Below, I’ve displayed paired images of a selection of U.S. cities using both maps. In each image, the top map illustrates educational attainment and the bottom visualizes race.
- On Walker’s map of educational attainment (top images in each pair), the colors indicate: less than high school, high school, some college, bachelor’s degree, and graduate degree.
- On Cable’s map of racial segregation (bottom images in each pair), the colors indicate: White, Black, Hispanic, Asian, and Other Race/Native American/Multi-Racial.
So, one way of comparing the images below is to look at how the blue areas compare on each map of the same region.
Below, you can see San Francisco, Berkeley, and San Jose, California in the same frame using Walker’s map of educational attainment (top) over Cable’s racial dot map (bottom).See how people are segregated by educational attainment (top image) and race (bottom image) in Chicago, Illinois:
Los Angeles, California:
New York City:
Compare regions of the U.S. examining Walker’s map with Cable’s racial dot map, you can see how racial and educational inequality intersect.

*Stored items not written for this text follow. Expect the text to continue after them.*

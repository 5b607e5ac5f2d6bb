//! Error types for flash messaging

/// Errors raised by flash collaborators
///
/// Recording and delivering messages is absorptive: empty input and missing
/// session data never produce an error. Only the collaborators (serialization,
/// templating, header construction, configuration) can fail.
#[derive(Debug, thiserror::Error)]
pub enum FlashError {
	#[error("Serialization error: {0}")]
	Serialization(#[from] serde_json::Error),

	#[error("Template error: {0}")]
	Template(String),

	#[error("Invalid header: {0}")]
	InvalidHeader(String),

	#[error("Configuration error: {0}")]
	Configuration(String),

	#[error("Internal error: {0}")]
	Internal(String),
}

/// Result type for flash operations
pub type Result<T> = std::result::Result<T, FlashError>;
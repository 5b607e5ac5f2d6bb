//! Cookie-backed sessions for the flash request cycle

use crate::handler::{Handler, Middleware, Request, Response};
use async_trait::async_trait;
use hyper::header::{COOKIE, HeaderValue, SET_COOKIE};
use reinhardt_flash_core::{FlashError, MemorySession, Result};
use std::collections::HashMap;
use std::sync::atomic::{AtomicUsize, Ordering};
use std::sync::{Arc, RwLock};
use std::time::{Duration, Instant};

/// Default session cookie name
pub const DEFAULT_COOKIE_NAME: &str = "sessionid";

#[derive(Debug, Clone)]
struct StoredSession {
	session: MemorySession,
	expires_at: Instant,
}

impl StoredSession {
	fn is_valid(&self) -> bool {
		Instant::now() < self.expires_at
	}
}

/// Session store with lazy eviction of expired sessions
///
/// Sessions share their data with the handles given out, so writes made while
/// handling a request are visible to the next request without saving again.
#[derive(Debug)]
pub struct SessionStore {
	sessions: RwLock<HashMap<String, StoredSession>>,
	cleanup_threshold: AtomicUsize,
}

impl SessionStore {
	const DEFAULT_CLEANUP_THRESHOLD: usize = 10_000;

	/// Create a new store
	pub fn new() -> Self {
		Self {
			sessions: RwLock::new(HashMap::new()),
			cleanup_threshold: AtomicUsize::new(Self::DEFAULT_CLEANUP_THRESHOLD),
		}
	}

	/// Evict expired sessions once more than `threshold` are stored
	pub fn with_cleanup_threshold(self, threshold: usize) -> Self {
		self.cleanup_threshold.store(threshold, Ordering::Relaxed);
		self
	}

	/// Get a live session
	pub fn get(&self, id: &str) -> Option<MemorySession> {
		let sessions = self.sessions.read().unwrap_or_else(|e| e.into_inner());
		sessions
			.get(id)
			.filter(|stored| stored.is_valid())
			.map(|stored| stored.session.clone())
	}

	/// Save a session, extending its lifetime by `ttl`
	pub fn save(&self, session: MemorySession, ttl: Duration) {
		let mut sessions = self.sessions.write().unwrap_or_else(|e| e.into_inner());
		sessions.insert(
			session.id().to_string(),
			StoredSession {
				session,
				expires_at: Instant::now() + ttl,
			},
		);

		if sessions.len() > self.cleanup_threshold.load(Ordering::Relaxed) {
			let before = sessions.len();
			sessions.retain(|_, stored| stored.is_valid());
			tracing::debug!(evicted = before - sessions.len(), "evicted expired sessions");
		}
	}

	/// Delete a session
	pub fn delete(&self, id: &str) {
		let mut sessions = self.sessions.write().unwrap_or_else(|e| e.into_inner());
		sessions.remove(id);
	}

	/// Clean up expired sessions
	pub fn cleanup(&self) {
		let mut sessions = self.sessions.write().unwrap_or_else(|e| e.into_inner());
		sessions.retain(|_, stored| stored.is_valid());
	}

	/// Clear the store
	pub fn clear(&self) {
		let mut sessions = self.sessions.write().unwrap_or_else(|e| e.into_inner());
		sessions.clear();
	}

	/// Number of stored sessions, expired ones included
	pub fn len(&self) -> usize {
		let sessions = self.sessions.read().unwrap_or_else(|e| e.into_inner());
		sessions.len()
	}

	/// Check if the store is empty
	pub fn is_empty(&self) -> bool {
		let sessions = self.sessions.read().unwrap_or_else(|e| e.into_inner());
		sessions.is_empty()
	}
}

impl Default for SessionStore {
	fn default() -> Self {
		Self::new()
	}
}

/// Session cookie configuration
#[derive(Debug, Clone)]
pub struct SessionConfig {
	/// Cookie name
	pub cookie_name: String,
	/// Session TTL
	pub ttl: Duration,
	/// HTTPS-only cookie
	pub secure: bool,
	/// HttpOnly flag
	pub http_only: bool,
	/// SameSite attribute
	pub same_site: Option<String>,
	/// Path
	pub path: String,
}

impl SessionConfig {
	/// Create a new configuration
	///
	/// # Examples
	///
	/// ```
	/// use std::time::Duration;
	/// use reinhardt_flash_middleware::SessionConfig;
	///
	/// let config = SessionConfig::new("sessionid", Duration::from_secs(3600))
	///     .with_secure(false)
	///     .with_same_site(None);
	/// assert_eq!(config.cookie_name, "sessionid");
	/// assert!(!config.secure);
	/// ```
	pub fn new(cookie_name: impl Into<String>, ttl: Duration) -> Self {
		Self {
			cookie_name: cookie_name.into(),
			ttl,
			secure: true,
			http_only: true,
			same_site: Some("Lax".to_string()),
			path: "/".to_string(),
		}
	}

	/// Set the Secure flag
	pub fn with_secure(mut self, secure: bool) -> Self {
		self.secure = secure;
		self
	}

	/// Set the HttpOnly flag
	pub fn with_http_only(mut self, http_only: bool) -> Self {
		self.http_only = http_only;
		self
	}

	/// Set or remove the SameSite attribute
	pub fn with_same_site(mut self, same_site: Option<String>) -> Self {
		self.same_site = same_site;
		self
	}

	/// Set the cookie path
	pub fn with_path(mut self, path: impl Into<String>) -> Self {
		self.path = path.into();
		self
	}

	/// Build the `Set-Cookie` value for a session
	fn cookie_header(&self, session_id: &str) -> String {
		let mut parts = vec![
			format!("{}={}", self.cookie_name, session_id),
			format!("Path={}", self.path),
		];
		if self.http_only {
			parts.push("HttpOnly".to_string());
		}
		if self.secure {
			parts.push("Secure".to_string());
		}
		if let Some(same_site) = &self.same_site {
			parts.push(format!("SameSite={}", same_site));
		}
		parts.push(format!("Max-Age={}", self.ttl.as_secs()));
		parts.join("; ")
	}
}

impl Default for SessionConfig {
	fn default() -> Self {
		Self::new(DEFAULT_COOKIE_NAME, Duration::from_secs(1_209_600))
	}
}

/// Session attached to a request by [`SessionMiddleware`]
#[derive(Debug, Clone)]
pub struct SessionHandle {
	session: MemorySession,
}

impl SessionHandle {
	/// Wrap a session
	pub fn new(session: MemorySession) -> Self {
		Self { session }
	}

	/// Handle stored in the request extensions, if any
	pub fn from_request(request: &Request) -> Option<Self> {
		request.extensions().get::<Self>().cloned()
	}

	/// Session data
	pub fn session(&self) -> &MemorySession {
		&self.session
	}

	/// Unwrap the session
	pub fn into_session(self) -> MemorySession {
		self.session
	}
}

/// Resolves the request's session from its cookie
///
/// A missing, unknown or expired cookie yields a fresh session. The session is
/// inserted into the request extensions as a [`SessionHandle`] and the cookie
/// is refreshed on every response.
///
/// # Examples
///
/// ```
/// use bytes::Bytes;
/// use reinhardt_flash_middleware::{Handler, Middleware, Request, Response, SessionHandle, SessionMiddleware};
/// use std::sync::Arc;
///
/// struct Counter;
///
/// #[async_trait::async_trait]
/// impl Handler for Counter {
///     async fn handle(&self, request: Request) -> reinhardt_flash_core::Result<Response> {
///         let handle = SessionHandle::from_request(&request).expect("session");
///         let visits = handle.session().get::<u32>("visits").unwrap_or(0) + 1;
///         handle.session().set("visits", visits)?;
///         Ok(Response::new(visits.to_string().into()))
///     }
/// }
///
/// # tokio_test();
/// # #[tokio::main(flavor = "current_thread")]
/// # async fn tokio_test() {
/// let middleware = SessionMiddleware::default();
/// let request = hyper::Request::builder().uri("/").body(Bytes::new()).unwrap();
/// let response = middleware.process(request, Arc::new(Counter)).await.unwrap();
///
/// assert_eq!(response.body().as_ref(), b"1");
/// assert!(response.headers().contains_key("set-cookie"));
/// # }
/// ```
pub struct SessionMiddleware {
	config: SessionConfig,
	store: Arc<SessionStore>,
}

impl SessionMiddleware {
	/// Create a middleware with its own store
	pub fn new(config: SessionConfig) -> Self {
		Self::from_arc(config, Arc::new(SessionStore::new()))
	}

	/// Create a middleware sharing an existing store
	pub fn from_arc(config: SessionConfig, store: Arc<SessionStore>) -> Self {
		Self { config, store }
	}

	/// Session store
	pub fn store(&self) -> &SessionStore {
		&self.store
	}

	/// Cookie configuration
	pub fn config(&self) -> &SessionConfig {
		&self.config
	}

	fn session_id(&self, request: &Request) -> Option<String> {
		let cookies = request.headers().get(COOKIE)?.to_str().ok()?;
		cookies.split(';').find_map(|cookie| {
			let (name, value) = cookie.trim().split_once('=')?;
			(name == self.config.cookie_name).then(|| value.to_string())
		})
	}
}

impl Default for SessionMiddleware {
	fn default() -> Self {
		Self::new(SessionConfig::default())
	}
}

#[async_trait]
impl Middleware for SessionMiddleware {
	async fn process(&self, mut request: Request, next: Arc<dyn Handler>) -> Result<Response> {
		let session = self
			.session_id(&request)
			.and_then(|id| self.store.get(&id))
			.unwrap_or_default();
		self.store.save(session.clone(), self.config.ttl);

		request
			.extensions_mut()
			.insert(SessionHandle::new(session.clone()));

		let mut response = next.handle(request).await?;

		let cookie = self.config.cookie_header(session.id());
		response.headers_mut().insert(
			SET_COOKIE,
			HeaderValue::from_str(&cookie).map_err(|e| {
				FlashError::InvalidHeader(format!("Failed to create cookie header: {}", e))
			})?,
		);

		Ok(response)
	}
}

While I only visualized cities above for comparison on both maps, if you examine Walker’s map of educational attainment, two broad trends with respect to segregation by educational attainment are easily visible:
- Urban/rural divide–people with bachelors and graduate degrees tend to be clustered in cities and metropolitan areas.
- Racial and economic inequalities–within metropolitan areas, you can see educational achievement segregation that both reflects and reinforces racial and economic segregation within the area (this is what you see above).
And, as research has shown, the levels of parents’ educational attainment within an area impacts the educational performances of the children living in that area as well. That’s how social reproduction happens. Sociologists are interested in how inequalities are passed on to subsequent generations. And it is sometimes hard to notice in your daily life because, as you can see above, we’re segregated from one another (by race, education, class, and more). And this segregation is one way interlocking inequalities persist.